On the advent of Saturday nights, when the wind was blowing cold and dreary, we sought the lowest depths of the frigate. Facilis decensus averni, in other words, "'tis easy to dive into the cock-pit"—there in a cozy state-room, we made a jovial little party, conducted on strictly private principles, for the purpose of seeking medical advice. We consulted a pot-bellied gentleman, with a small copper kettle on his head, illumined by a spirit lamp, whilom, termed Doctor Faustus—unlike the Sangrado practitioners, the Doctor constantly poured out instead of in. One humorsome fellow, the President of our club, who was rather stout on his pins, and carée par la base, poured forth wit and hot water by the hour, diversifying both occasionally, by ravishing strains on the violin, and chanting Virginia melodies, which acted on the heels of one of our attendants, in a complicated series of jigs, called the double shuffle.

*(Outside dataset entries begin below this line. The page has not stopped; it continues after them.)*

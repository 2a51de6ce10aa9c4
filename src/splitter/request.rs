//! Split Request State Machine
//!
//! A client command becomes either a single-shard request (forwarded
//! verbatim to the shard owning its key) or a fragmented request (one
//! sub-command per key, combined by an [`Aggregation`] policy).
//!
//! ```text
//!                    all children resolved
//!   Active ──────────────────────────────────> Completed   (reply sent once)
//!     │
//!     └──── cancel() / handle dropped ───────> Cancelled   (no reply)
//! ```
//!
//! ## Ownership
//!
//! The returned [`SplitRequest`] owns the request state. Children only
//! hold a `Weak` pointer plus their slot index, so a completion arriving
//! after the handle is gone finds nothing to upgrade and is dropped.
//!
//! ## Locking
//!
//! State sits behind a `Mutex` that is never held while calling into the
//! pool or into the caller's callbacks. A pool may therefore complete a
//! child from inside `make_request`, and a caller may cancel from inside
//! its own reply callback. The status flag is checked and flipped under
//! the lock, which is what makes the reply fire at most once.

use super::aggregate::{Aggregation, Aggregator, ChildOutcome};
use crate::error::SplitError;
use crate::pool::{ConnPool, PoolCallbacks, PoolRequest};
use crate::protocol::RespValue;
use crate::stats::{CommandStats, TimeSource, Timespan};
use bytes::Bytes;
use std::sync::{Arc, Mutex, MutexGuard, PoisonError, Weak};
use tracing::{debug, trace, warn};

/// Receives the single terminal reply for a client command.
///
/// Implemented for any `FnOnce(RespValue) + Send` closure.
pub trait SplitCallbacks: Send {
    fn on_response(self: Box<Self>, value: RespValue);
}

impl<F> SplitCallbacks for F
where
    F: FnOnce(RespValue) + Send,
{
    fn on_response(self: Box<Self>, value: RespValue) {
        (*self)(value)
    }
}

/// Lifecycle state of a split request.
#[derive(Debug, Clone, Copy, PartialEq, Eq)]
pub enum RequestStatus {
    Active,
    Completed,
    Cancelled,
}

/// One sub-command of a fragmented request.
#[derive(Debug, Clone)]
pub(crate) struct Fragment {
    pub hash_key: Bytes,
    pub request: RespValue,
}

fn lock<T>(mutex: &Mutex<T>) -> MutexGuard<'_, T> {
    mutex.lock().unwrap_or_else(PoisonError::into_inner)
}

/// State shared by both request shapes.
struct RequestBase {
    status: RequestStatus,
    callbacks: Option<Box<dyn SplitCallbacks>>,
    stats: Arc<CommandStats>,
    latency: Option<Timespan>,
}

impl RequestBase {
    fn new(
        callbacks: Box<dyn SplitCallbacks>,
        stats: Arc<CommandStats>,
        time_source: &Arc<dyn TimeSource>,
    ) -> Self {
        Self {
            status: RequestStatus::Active,
            callbacks: Some(callbacks),
            stats,
            latency: Some(Timespan::start(time_source)),
        }
    }

    fn is_active(&self) -> bool {
        self.status == RequestStatus::Active
    }

    /// Moves to `Completed`, updates stats, and hands back the callbacks
    /// to invoke once the lock is released.
    fn complete(&mut self, success: bool) -> Option<Box<dyn SplitCallbacks>> {
        if !self.is_active() {
            return None;
        }
        self.status = RequestStatus::Completed;
        self.stats.request_completed(success);
        if let Some(span) = self.latency.take() {
            span.complete(&self.stats);
        }
        self.callbacks.take()
    }

    /// Moves to `Cancelled`. The abandoned callbacks are returned so they
    /// can be dropped outside the lock.
    fn cancel(&mut self) -> Option<Box<dyn SplitCallbacks>> {
        if !self.is_active() {
            return None;
        }
        self.status = RequestStatus::Cancelled;
        self.latency = None;
        self.callbacks.take()
    }
}

/// Handle to an in-flight client command.
///
/// The caller keeps it only to be able to cancel, but it must be kept for
/// as long as the reply is wanted: dropping an active handle cancels the
/// request.
#[must_use = "dropping the handle cancels the request"]
pub struct SplitRequest {
    kind: RequestKind,
}

enum RequestKind {
    Single(Arc<Mutex<SingleState>>),
    Fragmented(Arc<Mutex<FragmentedState>>),
}

impl SplitRequest {
    /// Cancels outstanding sub-commands. The reply callback will not be
    /// invoked after this returns. Calling it again is a no-op.
    pub fn cancel(&self) {
        match &self.kind {
            RequestKind::Single(state) => cancel_single(state),
            RequestKind::Fragmented(state) => cancel_fragmented(state),
        }
    }

    pub fn status(&self) -> RequestStatus {
        match &self.kind {
            RequestKind::Single(state) => lock(state).base.status,
            RequestKind::Fragmented(state) => lock(state).base.status,
        }
    }

    /// Number of sub-commands still waiting for a reply.
    pub fn pending(&self) -> usize {
        match &self.kind {
            RequestKind::Single(state) => usize::from(lock(state).handle.is_some()),
            RequestKind::Fragmented(state) => lock(state).num_pending,
        }
    }
}

impl Drop for SplitRequest {
    fn drop(&mut self) {
        self.cancel();
    }
}

impl std::fmt::Debug for SplitRequest {
    fn fmt(&self, f: &mut std::fmt::Formatter<'_>) -> std::fmt::Result {
        let shape = match self.kind {
            RequestKind::Single(_) => "single",
            RequestKind::Fragmented(_) => "fragmented",
        };
        f.debug_struct("SplitRequest")
            .field("shape", &shape)
            .field("status", &self.status())
            .finish()
    }
}

// ============================================================================
// Single-shard requests
// ============================================================================

struct SingleState {
    base: RequestBase,
    handle: Option<Box<dyn PoolRequest>>,
}

struct SingleChild {
    parent: Weak<Mutex<SingleState>>,
}

impl PoolCallbacks for SingleChild {
    fn on_response(self: Box<Self>, value: RespValue) {
        finish_single(&self.parent, Ok(value));
    }

    fn on_failure(self: Box<Self>) {
        finish_single(&self.parent, Err(SplitError::UpstreamFailure));
    }
}

fn finish_single(parent: &Weak<Mutex<SingleState>>, outcome: Result<RespValue, SplitError>) {
    let Some(state) = parent.upgrade() else {
        trace!("Reply for a dropped request ignored");
        return;
    };

    let callbacks = {
        let mut state = lock(&state);
        state.handle = None;
        state.base.complete(outcome.is_ok())
    };

    if let Some(callbacks) = callbacks {
        callbacks.on_response(outcome.unwrap_or_else(RespValue::from));
    }
}

fn cancel_single(state: &Arc<Mutex<SingleState>>) {
    let (handle, abandoned) = {
        let mut state = lock(state);
        let abandoned = state.base.cancel();
        (state.handle.take(), abandoned)
    };
    if let Some(handle) = handle {
        debug!("Cancelling single-shard request");
        handle.cancel();
    }
    drop(abandoned);
}

/// Forwards `request` unchanged to the shard owning `hash_key`.
///
/// Returns `None` when the request finished before this function
/// returned, either because no shard owns the key or because the pool
/// replied synchronously.
pub(crate) fn start_single(
    pool: &dyn ConnPool,
    hash_key: Bytes,
    request: RespValue,
    callbacks: Box<dyn SplitCallbacks>,
    stats: Arc<CommandStats>,
    time_source: &Arc<dyn TimeSource>,
) -> Option<SplitRequest> {
    let state = Arc::new(Mutex::new(SingleState {
        base: RequestBase::new(callbacks, stats, time_source),
        handle: None,
    }));

    let child = Box::new(SingleChild {
        parent: Arc::downgrade(&state),
    });

    match pool.make_request(&hash_key, request, child) {
        Some(handle) => {
            let mut guard = lock(&state);
            if !guard.base.is_active() {
                return None;
            }
            guard.handle = Some(handle);
        }
        None => {
            warn!(key = %String::from_utf8_lossy(&hash_key), "No upstream host for key");
            let callbacks = lock(&state).base.complete(false);
            if let Some(callbacks) = callbacks {
                callbacks.on_response(SplitError::NoUpstreamHost.to_reply());
            }
            return None;
        }
    }

    Some(SplitRequest {
        kind: RequestKind::Single(state),
    })
}

// ============================================================================
// Fragmented requests
// ============================================================================

/// Per-child bookkeeping, indexed by the child's position.
enum ChildSlot {
    /// Waiting for a reply. The handle is `None` until `make_request`
    /// returns it.
    Pending(Option<Box<dyn PoolRequest>>),
    Resolved,
}

struct FragmentedState {
    base: RequestBase,
    aggregator: Aggregator,
    children: Vec<ChildSlot>,
    num_pending: usize,
    error_count: usize,
}

impl FragmentedState {
    /// Applies one child outcome. Returns the callbacks and the final
    /// reply when this outcome resolved the last pending child.
    fn resolve(
        &mut self,
        index: usize,
        outcome: ChildOutcome,
    ) -> Option<(Box<dyn SplitCallbacks>, RespValue)> {
        if !self.base.is_active() {
            return None;
        }
        match self.children.get_mut(index) {
            Some(slot @ ChildSlot::Pending(_)) => *slot = ChildSlot::Resolved,
            _ => return None,
        }

        trace!(index, outcome = ?outcome, "Fragment resolved");
        if self.aggregator.absorb(index, outcome) {
            self.error_count += 1;
        }
        self.num_pending -= 1;
        if self.num_pending > 0 {
            return None;
        }

        let reply = self.aggregator.finish();
        debug!(
            command = self.base.stats.name(),
            fragments = self.children.len(),
            errors = self.error_count,
            "Fragmented request complete"
        );
        let callbacks = self.base.complete(self.error_count == 0)?;
        Some((callbacks, reply))
    }
}

struct FragmentChild {
    parent: Weak<Mutex<FragmentedState>>,
    index: usize,
}

impl PoolCallbacks for FragmentChild {
    fn on_response(self: Box<Self>, value: RespValue) {
        on_child_outcome(&self.parent, self.index, ChildOutcome::Reply(value));
    }

    fn on_failure(self: Box<Self>) {
        on_child_outcome(
            &self.parent,
            self.index,
            ChildOutcome::Failed(SplitError::UpstreamFailure),
        );
    }
}

fn on_child_outcome(parent: &Weak<Mutex<FragmentedState>>, index: usize, outcome: ChildOutcome) {
    let Some(state) = parent.upgrade() else {
        trace!(index, "Fragment reply for a dropped request ignored");
        return;
    };

    let done = lock(&state).resolve(index, outcome);
    if let Some((callbacks, reply)) = done {
        callbacks.on_response(reply);
    }
}

fn cancel_fragmented(state: &Arc<Mutex<FragmentedState>>) {
    let (handles, abandoned) = {
        let mut state = lock(state);
        let abandoned = state.base.cancel();
        if abandoned.is_none() {
            return;
        }
        let handles: Vec<Box<dyn PoolRequest>> = state
            .children
            .iter_mut()
            .filter_map(|slot| match slot {
                ChildSlot::Pending(handle) => handle.take(),
                ChildSlot::Resolved => None,
            })
            .collect();
        (handles, abandoned)
    };

    debug!(outstanding = handles.len(), "Cancelling fragmented request");
    for handle in handles {
        handle.cancel();
    }
    drop(abandoned);
}

/// Dispatches every fragment immediately and combines the replies with
/// `aggregation`.
///
/// Returns `None` when every fragment resolved before this function
/// returned; the reply has then already been delivered.
pub(crate) fn start_fragmented(
    pool: &dyn ConnPool,
    aggregation: Aggregation,
    fragments: Vec<Fragment>,
    callbacks: Box<dyn SplitCallbacks>,
    stats: Arc<CommandStats>,
    time_source: &Arc<dyn TimeSource>,
) -> Option<SplitRequest> {
    let count = fragments.len();
    let state = Arc::new(Mutex::new(FragmentedState {
        base: RequestBase::new(callbacks, stats, time_source),
        aggregator: Aggregator::new(aggregation, count),
        children: (0..count).map(|_| ChildSlot::Pending(None)).collect(),
        num_pending: count,
        error_count: 0,
    }));

    if count == 0 {
        let done = {
            let mut guard = lock(&state);
            let reply = guard.aggregator.finish();
            guard.base.complete(true).map(|cb| (cb, reply))
        };
        if let Some((callbacks, reply)) = done {
            callbacks.on_response(reply);
        }
        return None;
    }

    let parent = Arc::downgrade(&state);
    for (index, fragment) in fragments.into_iter().enumerate() {
        let child = Box::new(FragmentChild {
            parent: Weak::clone(&parent),
            index,
        });

        match pool.make_request(&fragment.hash_key, fragment.request, child) {
            Some(handle) => {
                let mut guard = lock(&state);
                // A synchronous reply already resolved the slot; the
                // handle is dropped with nothing left to cancel.
                if let Some(ChildSlot::Pending(slot)) = guard.children.get_mut(index) {
                    *slot = Some(handle);
                }
            }
            None => {
                warn!(
                    key = %String::from_utf8_lossy(&fragment.hash_key),
                    "No upstream host for key"
                );
                on_child_outcome(
                    &parent,
                    index,
                    ChildOutcome::Failed(SplitError::NoUpstreamHost),
                );
            }
        }
    }

    if !lock(&state).base.is_active() {
        return None;
    }

    Some(SplitRequest {
        kind: RequestKind::Fragmented(state),
    })
}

At last the fates befriended us; a new moon appeared, and the west wind having apparently blown itself out of breath, a breeze sprang up from south-east and commenced blowing the sea and ourselves in an opposite direction; snow fell thick and fast, driving the thermometer below freezing point, and barometer running rapidly up. As the flakes fell and adhered to rigging and sails, the entire mass of ropes, spars and hampers were soon clothed in icy white jackets. The sun broke out for a moment and converted a showering cloud of snow into a magnificent bow. Rainbows of sun and moon are beheld by the million, but seldom a novelty like a snow-bow! The ship was hurried along at great speed on the sixtieth parallel, until reaching the meridian of eighty, when we bore away to the northward. Congratulating ourselves with the hope that the clerk of the weather had forgotten to announce our arrival to the court of winds in the great South Pacific; faint delusion!—off the gusty isle of Chiloe, we had a hug from a gale, which, however, exhausted itself in a few hours, and then left us to flounder about on the mountainous backs of waves as best we might—then there was an interval of rain and squalls from all quarters, when the breeze again came fair, and on the second of December, we anchored at Valparaiso, just five weeks from Rio Janeiro.